Já muita tinta correu sobre este tema, e poderia estar horas a enumerar, por aqui, argumentos contra e a favor. Já outros, militantes da causa com maior espírito ou conhecimento de causa o fizeram, pelo que resumirei a questão a uma verdade que me parece incontestável: 26 anos depois da assinatura do acordo, estamos longe de um consenso sobre a matéria. Nem os defensores do acordo conseguem ir muito além do argumento da autoridade e do facto consumado – já está em vigor, é obrigatório, só os “velhos” é que não o aceitam, os miúdos mais novos não conhecem outra ortografia – nem os seus detractores abandonam a resistência à nova norma ortográfica, continuando a escrever, sempre que podem, à antiga portuguesa.

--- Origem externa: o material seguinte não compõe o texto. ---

//! Crawler coordinator - main crawl orchestration logic
//!
//! This module contains the crawl loop of a single site and the entry point
//! that runs every configured site:
//! - Owning the frontier, visited set and corpus writer of one site
//! - Classifying each dequeued URL as a detail or index page
//! - Coordinating fetching, content extraction, link extraction and saving
//! - Throttling with a fixed delay after every fetch
//! - Running sites one after another or as independent tasks

use crate::config::Config;
use crate::crawler::classifier::PageKind;
use crate::crawler::extractor::extract_content;
use crate::crawler::fetcher::{build_http_client, fetch_url, FetchResult, Page};
use crate::crawler::frontier::Frontier;
use crate::crawler::parser::extract_links;
use crate::crawler::profile::SiteProfile;
use crate::output::{CorpusWriter, CrawlReport, CrawlStatistics};
use crate::state::PageOutcome;
use crate::{CorpusError, OutputError};
use reqwest::Client;
use std::time::{Duration, Instant};

/// How often (in processed URLs) progress is logged
const PROGRESS_INTERVAL: u64 = 50;

/// Crawler for one site
///
/// Owns all mutable crawl state; two instances never share anything but
/// the HTTP client's connection pool.
pub struct SiteCrawler {
    profile: SiteProfile,
    client: Client,
    frontier: Frontier,
    writer: CorpusWriter,
    stats: CrawlStatistics,
}

impl SiteCrawler {
    /// Creates a crawler whose frontier holds only the profile's seed
    ///
    /// # Arguments
    ///
    /// * `profile` - The resolved site parameters
    /// * `client` - The HTTP client to fetch with
    ///
    /// # Returns
    ///
    /// * `Ok(SiteCrawler)` - Ready to run
    /// * `Err(CorpusError)` - The output directory could not be created
    pub fn new(profile: SiteProfile, client: Client) -> Result<Self, CorpusError> {
        let writer = CorpusWriter::new(&profile.output_dir, profile.output_prefix.clone())?;
        let frontier = Frontier::new(profile.seed.clone());
        let stats = CrawlStatistics::new(profile.name.clone());

        Ok(Self {
            profile,
            client,
            frontier,
            writer,
            stats,
        })
    }

    /// Runs the crawl loop until the frontier is exhausted or the page
    /// budget is reached
    ///
    /// Each iteration:
    /// 1. Takes the next unvisited URL off the frontier
    /// 2. Classifies it from the URL string
    /// 3. Detail page: fetches, extracts and saves the article
    /// 4. Index page: fetches and appends in-scope links to the frontier
    /// 5. Sleeps for the configured delay
    ///
    /// Fetch and parse failures are logged and skipped. A failure to write
    /// an article file aborts the crawl.
    pub async fn run(mut self) -> Result<CrawlReport, CorpusError> {
        tracing::info!(
            "Starting crawl of {} from {} (budget {} pages)",
            self.profile.name,
            self.profile.seed,
            self.profile.max_pages
        );

        let start_time = Instant::now();

        while self.writer.len() < self.profile.max_pages {
            let Some(url) = self.frontier.next_unvisited() else {
                tracing::info!("[{}] Frontier is empty, crawl complete", self.profile.name);
                break;
            };

            tracing::debug!("[{}] Processing URL: {}", self.profile.name, url);

            let outcome = self.process_url(&url).await?;
            self.stats.record(outcome);
            self.stats.urls_processed += 1;

            if self.stats.urls_processed % PROGRESS_INTERVAL == 0 {
                tracing::info!(
                    "[{}] Progress: {} URLs processed, {} saved, {} queued",
                    self.profile.name,
                    self.stats.urls_processed,
                    self.writer.len(),
                    self.frontier.queued()
                );
            }

            self.pause().await;
        }

        if self.writer.len() >= self.profile.max_pages {
            tracing::info!(
                "[{}] Page budget of {} reached",
                self.profile.name,
                self.profile.max_pages
            );
        }

        self.stats.duplicates_skipped = self.frontier.duplicates_skipped();
        self.stats.elapsed = start_time.elapsed();

        tracing::info!(
            "[{}] Crawl finished: {} articles saved, {} URLs processed in {:?}",
            self.profile.name,
            self.writer.len(),
            self.stats.urls_processed,
            self.stats.elapsed
        );

        Ok(CrawlReport {
            directory: self.writer.directory().to_path_buf(),
            prefix: self.writer.prefix().to_string(),
            stats: self.stats,
            entries: self.writer.into_entries(),
        })
    }

    /// Processes a single URL
    async fn process_url(&mut self, url: &str) -> Result<PageOutcome, CorpusError> {
        match self.profile.detail_rule.classify(url) {
            PageKind::Detail => {
                self.stats.detail_pages += 1;
                self.process_detail(url).await
            }
            PageKind::Index => {
                self.stats.index_pages += 1;
                Ok(self.process_index(url).await)
            }
        }
    }

    /// Fetches an article page and saves its text
    async fn process_detail(&mut self, url: &str) -> Result<PageOutcome, CorpusError> {
        let page = match self.fetch(url).await {
            Ok(page) => page,
            Err(outcome) => return Ok(outcome),
        };

        let html = page.text();
        let content = extract_content(&html, self.profile.content_selector.as_ref());

        if content.is_empty() {
            tracing::debug!("[{}] No paragraph text on {}", self.profile.name, url);
            return Ok(PageOutcome::EmptyContent);
        }

        let title = content.title.clone();
        match self.writer.save(&title, &content.into_text(), url) {
            Ok(entry) => {
                tracing::info!("[{}] Saved {}: {}", self.profile.name, entry.ordinal, url);
                Ok(PageOutcome::Saved)
            }
            Err(OutputError::EmptyText { .. }) => Ok(PageOutcome::EmptyContent),
            Err(e) => {
                tracing::error!("[{}] Failed to save article from {}: {}", self.profile.name, url, e);
                Err(e.into())
            }
        }
    }

    /// Fetches an index page and appends its in-scope links to the frontier
    async fn process_index(&mut self, url: &str) -> PageOutcome {
        let page = match self.fetch(url).await {
            Ok(page) => page,
            Err(outcome) => return outcome,
        };

        let links = extract_links(&page.text(), url, &self.profile.allow);
        tracing::debug!(
            "[{}] {} in-scope links on {}",
            self.profile.name,
            links.len(),
            url
        );

        self.stats.links_discovered += links.len() as u64;
        self.frontier.extend(links);

        PageOutcome::Expanded
    }

    /// Fetches a page, logging and mapping failures to their outcome
    ///
    /// A non-2xx answer is still a page: it is logged and tallied, and its
    /// body is processed like any other.
    async fn fetch(&mut self, url: &str) -> Result<Page, PageOutcome> {
        match fetch_url(&self.client, url, self.profile.fallback_encoding).await {
            FetchResult::Success(page) => {
                if !page.is_success() {
                    tracing::warn!(
                        "[{}] HTTP {} for {}",
                        self.profile.name,
                        page.status_code,
                        url
                    );
                    self.stats.record_status(page.status_code);
                }
                Ok(page)
            }
            FetchResult::NetworkError { error, outcome } => {
                tracing::warn!("[{}] Error fetching {}: {}", self.profile.name, url, error);
                Err(outcome)
            }
        }
    }

    async fn pause(&self) {
        if !self.profile.delay.is_zero() {
            tokio::time::sleep(self.profile.delay).await;
        }
    }

    pub fn profile(&self) -> &SiteProfile {
        &self.profile
    }
}

/// Options that narrow or reshape a configured crawl
#[derive(Debug, Clone, Default)]
pub struct CrawlOptions {
    /// Only crawl these sites; empty means all configured sites
    pub sites: Vec<String>,

    /// Run sites as parallel tasks, overriding `crawler.parallel-sites`
    pub parallel: bool,
}

/// Runs the crawl of every selected site
///
/// This function orchestrates the entire crawl process:
///
/// 1. Resolve site profiles
/// 2. Build the shared HTTP client
/// 3. Create one independent crawler per site
/// 4. Run them sequentially, or as parallel tasks when requested
/// 5. Return the reports in configuration order
///
/// # Example
///
/// ```no_run
/// use corpus_crawler::config::load_config;
/// use corpus_crawler::crawler::{run_crawl, CrawlOptions};
/// use std::path::Path;
///
/// # async fn example() -> Result<(), Box<dyn std::error::Error>> {
/// let config = load_config(Path::new("crawl.toml"))?;
/// let reports = run_crawl(&config, &CrawlOptions::default()).await?;
/// println!("{} sites crawled", reports.len());
/// # Ok(())
/// # }
/// ```
pub async fn run_crawl(
    config: &Config,
    options: &CrawlOptions,
) -> Result<Vec<CrawlReport>, CorpusError> {
    let profiles = SiteProfile::resolve_all(config, &options.sites)?;

    let client = build_http_client(
        &config.user_agent,
        Duration::from_secs(config.crawler.request_timeout_seconds),
    )?;

    let crawlers = profiles
        .into_iter()
        .map(|profile| SiteCrawler::new(profile, client.clone()))
        .collect::<Result<Vec<_>, _>>()?;

    if options.parallel || config.crawler.parallel_sites {
        run_parallel(crawlers).await
    } else {
        let mut reports = Vec::with_capacity(crawlers.len());
        for crawler in crawlers {
            reports.push(crawler.run().await?);
        }
        Ok(reports)
    }
}

async fn run_parallel(crawlers: Vec<SiteCrawler>) -> Result<Vec<CrawlReport>, CorpusError> {
    tracing::info!("Running {} site crawls in parallel", crawlers.len());

    let handles: Vec<_> = crawlers
        .into_iter()
        .map(|crawler| {
            let site = crawler.profile().name.clone();
            (site, tokio::spawn(crawler.run()))
        })
        .collect();

    let mut reports = Vec::with_capacity(handles.len());
    let mut pending = handles.into_iter();
    while let Some((site, handle)) = pending.next() {
        let result = match handle.await {
            Ok(result) => result,
            Err(e) => Err(CorpusError::Task {
                site,
                message: e.to_string(),
            }),
        };

        match result {
            Ok(report) => reports.push(report),
            Err(e) => {
                for (other, handle) in pending {
                    tracing::warn!("Aborting crawl of {} after failure", other);
                    handle.abort();
                }
                return Err(e);
            }
        }
    }

    Ok(reports)
}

Daí que tenha bastante interesse a posição da Academia de Ciências de Lisboa, que pretende, através de uma revisão do Acordo em vigor, encontrar um consenso que consiga compatibilizar posições extremadas e incompatíveis entre si. Se não me faz grande confusão que portugueses e brasileiros escrevam de forma diferente, porque de facto existem diferenças de vocabulário e de pronúncia que o justificam, já me parece completamente absurdo que num país europeu de dez milhões de habitantes estejam neste momento em uso duas ortografias, uma imposta artificialmente e a anterior que ao que parece nunca foi oficialmente revogada. Não é tarefa fácil aquela a que se propõe a ACM, mas julgo que merece ser tentada.
O que propõe então a Academia?
Desde logo, regras mais claras e coerentes para a hifenização, um problema mais grave do que o das consoantes mudas mas de que se fala muito menos e que até alguns defensores do Acordo admitem existir. Que lógica há em obrigar a escrever cor-de-rosa e cor de laranja?
Quanto às consoantes mudas, admite-se que elas caiam, como até aqui, quando não se lêem, mas ressalva-se que possam manter-se quando a palavra existe, dessa forma, no Português do Brasil, como acontece em recepção.
Em relação à acentuação, defende-se uma revisão caso a caso, tendo especialmente em conta as confusões que a retirada do acento provocou. Por exemplo, em pára, que se passou a escrever para.
Para a ACL não faz sentido abrasileirar a ortografia do Português. Mas na verdade o que há é uma contradição de fundo quando por um lado se pretende uniformizar as regras da escrita e por outro se toma a oralidade como critério para essa uniformização. É que se nos vários países as palavras se pronunciam de formas diferentes, das duas uma: ou continuamos todos a escrever diferente ou aceitamos que uma das normas se torne dominante. E tendo o Brasil o maior número de falantes e sendo estes tradicionalmente avessos a imposições linguísticas impostas a partir de Portugal, vê-se bem para que lado todos estes processos acabam por pender.